Небо озаряет вспышкой молнии, и я хмурюсь, думая о Кае во власти стихии. Однажды он упомянул, как из‐за грозы потерял друга, и рассказ посеял во мне зерно вечной тревоги.
Я скучаю по Каю. Жаль, что я не могу с ним поплавать – чтобы меня швыряли туда-сюда злые волны, пока я не почувствую себя нормально.
Я уже забыла, каково это.
Толкнув тяжелую дверь, выхожу на балкон, подставляю дождю опаленную, обнаженную кожу.
Она не издает шипения, но я его чувствую. Дрожу от него. Питаюсь им.
Хватаюсь за балюстраду и запрокидываю голову, даю крупным каплям остудить лицо. Плечи. Голую грудь. Даже открываю рот и глотаю дождь в надежде, что он охладит меня изнутри.
Но эти корни внизу моего живота все еще ищут, куда погрузиться. Все еще требуют, чтобы мои бедра раскрылись.
Мне не нравится ощущение, что я невластна над собственным телом. И без ежедневных дел, которыми я занимаю голову, у меня слишком много времени для размышлений. Это всегда пробуждает существо, тяжестью сидящее в груди, – оно съеживается и раздувается по своему разумению и бьет меня изнутри. Мне просто хочется сломать себе ребра и высвободить его, но я не могу…
Время от времени оно подводит мой разум к краю зияющей пропасти. Заставляет смотреть вниз, во мрак, держит мои глаза открытыми, когда я пытаюсь их зажмурить.
Кричит мне: «Прыгай!»
Несмотря на мое непоколебимое любопытство, я не могу найти в себе силы на прыжок… я уверена, что меня выплюнет обратно по кусочкам.
Опускаю голову и сжимаю кулаки. Этот плотский огонь, кажется, подпитывается бесконечным запасом топлива. Очередное напоминание, что все меняется, и я это ненавижу. Хочется вырезать это ощущение из себя – и именно так я понимаю, что дела действительно плохи.

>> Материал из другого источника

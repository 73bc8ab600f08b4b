//! Live feeds over the paginated REST endpoints.

use async_trait::async_trait;
use serde::Deserialize;
use serde_json::Value;
use tracing::warn;

use fedistash_core::{FeedItem, FeedSource, Record, RecordId, Result};

use crate::client::ApiClient;

/// How a feed's raw items are shaped.
#[derive(Debug, Clone, Copy, PartialEq, Eq)]
pub enum FeedKind {
    /// Bare records: statuses, favourites, bookmarks.
    Records,
    /// Notifications wrapping a record plus a type discriminator.
    Notifications,
}

/// Notification envelope as sent by the server.
#[derive(Debug, Deserialize)]
struct RawNotification {
    id: RecordId,
    #[serde(rename = "type")]
    kind: String,
    #[serde(default)]
    status: Option<Record>,
}

impl FeedKind {
    fn parse(self, value: Value) -> Option<FeedItem> {
        match self {
            FeedKind::Records => match serde_json::from_value::<Record>(value) {
                Ok(record) => Some(FeedItem::Record(record)),
                Err(err) => {
                    warn!(error = %err, "skipping malformed record");
                    None
                }
            },
            FeedKind::Notifications => match serde_json::from_value::<RawNotification>(value) {
                Ok(notification) => Some(FeedItem::Notification {
                    id: notification.id,
                    kind: notification.kind,
                    record: notification.status,
                }),
                Err(err) => {
                    warn!(error = %err, "skipping malformed notification");
                    None
                }
            },
        }
    }
}

/// A paginated live feed backed by the REST API, consumed newest-first.
#[derive(Debug)]
pub struct ApiFeed<'a> {
    client: &'a ApiClient,
    kind: FeedKind,
    next: Option<String>,
}

impl<'a> ApiFeed<'a> {
    /// Create a feed starting at `first_url`.
    pub fn new(client: &'a ApiClient, kind: FeedKind, first_url: String) -> Self {
        Self {
            client,
            kind,
            next: Some(first_url),
        }
    }
}

#[async_trait]
impl FeedSource for ApiFeed<'_> {
    async fn next_page(&mut self) -> Result<Option<Vec<FeedItem>>> {
        let Some(url) = self.next.take() else {
            return Ok(None);
        };

        let page = self.client.get_page(&url).await?;
        self.next = page.next;

        let items = page
            .items
            .into_iter()
            .filter_map(|value| self.kind.parse(value))
            .collect();
        Ok(Some(items))
    }
}

#[cfg(test)]
mod tests {
    use super::*;
    use serde_json::json;

    #[test]
    fn parses_bare_records() {
        let item = FeedKind::Records
            .parse(json!({"id": 7, "created_at": "2024-01-05T00:00:00Z", "content": "hi"}))
            .unwrap();
        match item {
            FeedItem::Record(record) => assert_eq!(record.id.as_str(), "7"),
            other => panic!("expected record, got {:?}", other),
        }
    }

    #[test]
    fn parses_notifications_with_and_without_status() {
        let mention = FeedKind::Notifications
            .parse(json!({
                "id": "n1",
                "type": "mention",
                "created_at": "2024-01-05T00:00:00Z",
                "status": {"id": "3", "created_at": "2024-01-05T00:00:00Z"},
            }))
            .unwrap();
        assert!(mention.is_mention());

        let follow = FeedKind::Notifications
            .parse(json!({"id": "n2", "type": "follow"}))
            .unwrap();
        assert!(!follow.is_mention());
    }

    #[test]
    fn malformed_items_are_skipped() {
        assert!(FeedKind::Records.parse(json!({"content": "no id"})).is_none());
        assert!(FeedKind::Notifications.parse(json!("nonsense")).is_none());
    }
}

Разминая пальцы, я делаю глубокий вдох, чтобы расслабить грудь.
По лесу, сотрясая воздух, разносится злобный вой. Я распахиваю глаза и замираю – мороз продирает до костей, мне становится так холодно, как не было все эти дни. Горло сжимается, я могу дышать лишь короткими, резкими глотками, которые не могут утолить мое внезапное отчаянное желание завопить.
А затем новый крик лишает меня способности стоять на ногах.
Колени ударяются о камень.
Очень человеческий звук обрывается, как будто кто-то задул пламя свечи, но вой отдается эхом в моем сознании, сливаясь с хором призрачных воплей, которые вырываются из моей внутренней бездны.
Не по-настоящему. Все в моей голове.
Но самый первый…
Где-то там, внизу, бродит врук, и Рордин должен о нем узнать.